NOT WAVING DROWNING : Important news from Chequers today as the U.K. Prime Minister Spaffer Johnson begins his period of self-isolation in the cramped confines of the country estate.
“He’s just like your average voter,” a source inside the mansion told LCD Views. “When notified that he’d been in contact with a confirmed case, in this case his Health Secretary, he wondered at first if he could flout the rules and carry on like normal? This not being possible he hightailed it out of dodge so he had 1,500 acres to isolate in. This does actually make the public a lot safer.”
But critics have suggested that the mere physical removal of the country’s Prime Minister from central London makes no difference while he’s still in post.
“I mean the guy who took your freedom of movement across an entire continent off you is telling you today is freedom day as the lethal virus rages in the U.K.? As other countries exercise their sovereignty and tell us to stay away? He’s an arch pisstaker, I’ll give him that. Field Marshall Gaslight.”
Clearly the real flaw in the most recent debacle is the public getting to find out the Health Secretary has the virus to begin with.

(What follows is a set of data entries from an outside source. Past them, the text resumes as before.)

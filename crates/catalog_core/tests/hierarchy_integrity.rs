use catalog_core::{
    CallContext, CatalogItem, CatalogItemInstance, CatalogItemInstanceListOptions,
    CatalogItemInstanceSpec, CatalogItemListOptions, CatalogItemSpec, ErrorKind, JsonObject,
    ServiceType, Store, StoreError,
};
use serde_json::json;
use std::collections::BTreeSet;

fn vm_spec() -> JsonObject {
    json!({"cpu": {"default": 2}}).as_object().cloned().unwrap()
}

#[test]
fn example_scenario_blocks_delete_until_instance_is_gone() {
    let store = Store::open_in_memory().unwrap();
    let ctx = CallContext::background();

    store
        .service_types()
        .create(&ctx, ServiceType::with_id("vm-1", "vm", vm_spec()))
        .unwrap();
    store
        .catalog_items()
        .create(
            &ctx,
            CatalogItem::with_id("small-vm", "Small VM", CatalogItemSpec::new("vm")),
        )
        .unwrap();
    store
        .catalog_item_instances()
        .create(
            &ctx,
            CatalogItemInstance::with_id(
                "my-vm",
                "My VM",
                CatalogItemInstanceSpec::new("small-vm"),
            ),
        )
        .unwrap();

    assert_eq!(store.service_types().get(&ctx, "vm-1").unwrap().service_type, "vm");
    assert_eq!(
        store.catalog_items().get(&ctx, "small-vm").unwrap().spec.service_type,
        "vm"
    );
    assert_eq!(
        store
            .catalog_item_instances()
            .get(&ctx, "my-vm")
            .unwrap()
            .spec
            .catalog_item_id,
        "small-vm"
    );

    let err = store.catalog_items().delete(&ctx, "small-vm").unwrap_err();
    assert!(matches!(err, StoreError::HasDependents));
    assert!(store.catalog_items().get(&ctx, "small-vm").is_ok());

    store.catalog_item_instances().delete(&ctx, "my-vm").unwrap();
    store.catalog_items().delete(&ctx, "small-vm").unwrap();
    assert!(store
        .catalog_items()
        .get(&ctx, "small-vm")
        .unwrap_err()
        .is(ErrorKind::NotFound));
}

#[test]
fn paging_catalog_items_visits_every_row_once() {
    let store = Store::open_in_memory().unwrap();
    let ctx = CallContext::background();
    store
        .service_types()
        .create(&ctx, ServiceType::with_id("vm-1", "vm", vm_spec()))
        .unwrap();

    let mut expected = BTreeSet::new();
    for index in 0..23 {
        let item = store
            .catalog_items()
            .create(
                &ctx,
                CatalogItem::new(format!("item {index}"), CatalogItemSpec::new("vm")),
            )
            .unwrap();
        expected.insert(item.id);
    }

    let mut seen = Vec::new();
    let mut token = None;
    let mut pages = 0;
    loop {
        let page = store
            .catalog_items()
            .list(
                &ctx,
                &CatalogItemListOptions {
                    page_token: token.take(),
                    page_size: Some(5),
                    service_type: None,
                },
            )
            .unwrap();
        pages += 1;
        assert!(page.items.len() <= 5);
        seen.extend(page.items.into_iter().map(|item| item.id));
        match page.next_page_token {
            Some(next) => {
                assert!(!next.is_empty());
                token = Some(next);
            }
            None => break,
        }
    }

    assert_eq!(pages, 5);
    assert_eq!(seen.len(), expected.len());
    let mut sorted = seen.clone();
    sorted.sort();
    assert_eq!(seen, sorted, "pages must follow id order");
    assert_eq!(seen.into_iter().collect::<BTreeSet<_>>(), expected);
}

#[test]
fn paging_instances_with_filter_visits_only_matching_rows() {
    let store = Store::open_in_memory().unwrap();
    let ctx = CallContext::background();
    store
        .service_types()
        .create(&ctx, ServiceType::with_id("vm-1", "vm", vm_spec()))
        .unwrap();
    for id in ["small-vm", "large-vm"] {
        store
            .catalog_items()
            .create(&ctx, CatalogItem::with_id(id, id, CatalogItemSpec::new("vm")))
            .unwrap();
    }
    for index in 0..7 {
        let parent = if index % 2 == 0 { "small-vm" } else { "large-vm" };
        store
            .catalog_item_instances()
            .create(
                &ctx,
                CatalogItemInstance::with_id(
                    format!("inst-{index}"),
                    "instance",
                    CatalogItemInstanceSpec::new(parent),
                ),
            )
            .unwrap();
    }

    let mut seen = Vec::new();
    let mut token = None;
    loop {
        let page = store
            .catalog_item_instances()
            .list(
                &ctx,
                &CatalogItemInstanceListOptions {
                    page_token: token.take(),
                    page_size: Some(2),
                    catalog_item_id: Some("small-vm".to_string()),
                },
            )
            .unwrap();
        seen.extend(page.items.into_iter().map(|instance| instance.id));
        match page.next_page_token {
            Some(next) => token = Some(next),
            None => break,
        }
    }

    assert_eq!(seen, vec!["inst-0", "inst-2", "inst-4", "inst-6"]);
}

#[test]
fn catalog_items_reference_service_types_by_natural_key() {
    let store = Store::open_in_memory().unwrap();
    let ctx = CallContext::background();
    store
        .service_types()
        .create(&ctx, ServiceType::with_id("vm-1", "vm", vm_spec()))
        .unwrap();

    // The reference is the natural key, not the id.
    let err = store
        .catalog_items()
        .create(
            &ctx,
            CatalogItem::with_id("by-id", "By id", CatalogItemSpec::new("vm-1")),
        )
        .unwrap_err();

    assert_eq!(err.kind(), ErrorKind::ReferencedServiceTypeMissing);
}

“It’s a total joke. We’re supposed to be building a fascist autocracy and leaks like this keep happening? There will need to be a full and thorough inquiry to work out how the public keeps learning things that are in the public interest. Like how incompetent the ministers are.”
But there will at least be consistent, strong and stable leadership from the PM while he hides from the consequences of his choices at Chequers.
“Be in no doubt, your Prime Minister will continue to self isolate from personal responsibility during his stay at Chequers. Even when he’s having a lie in.”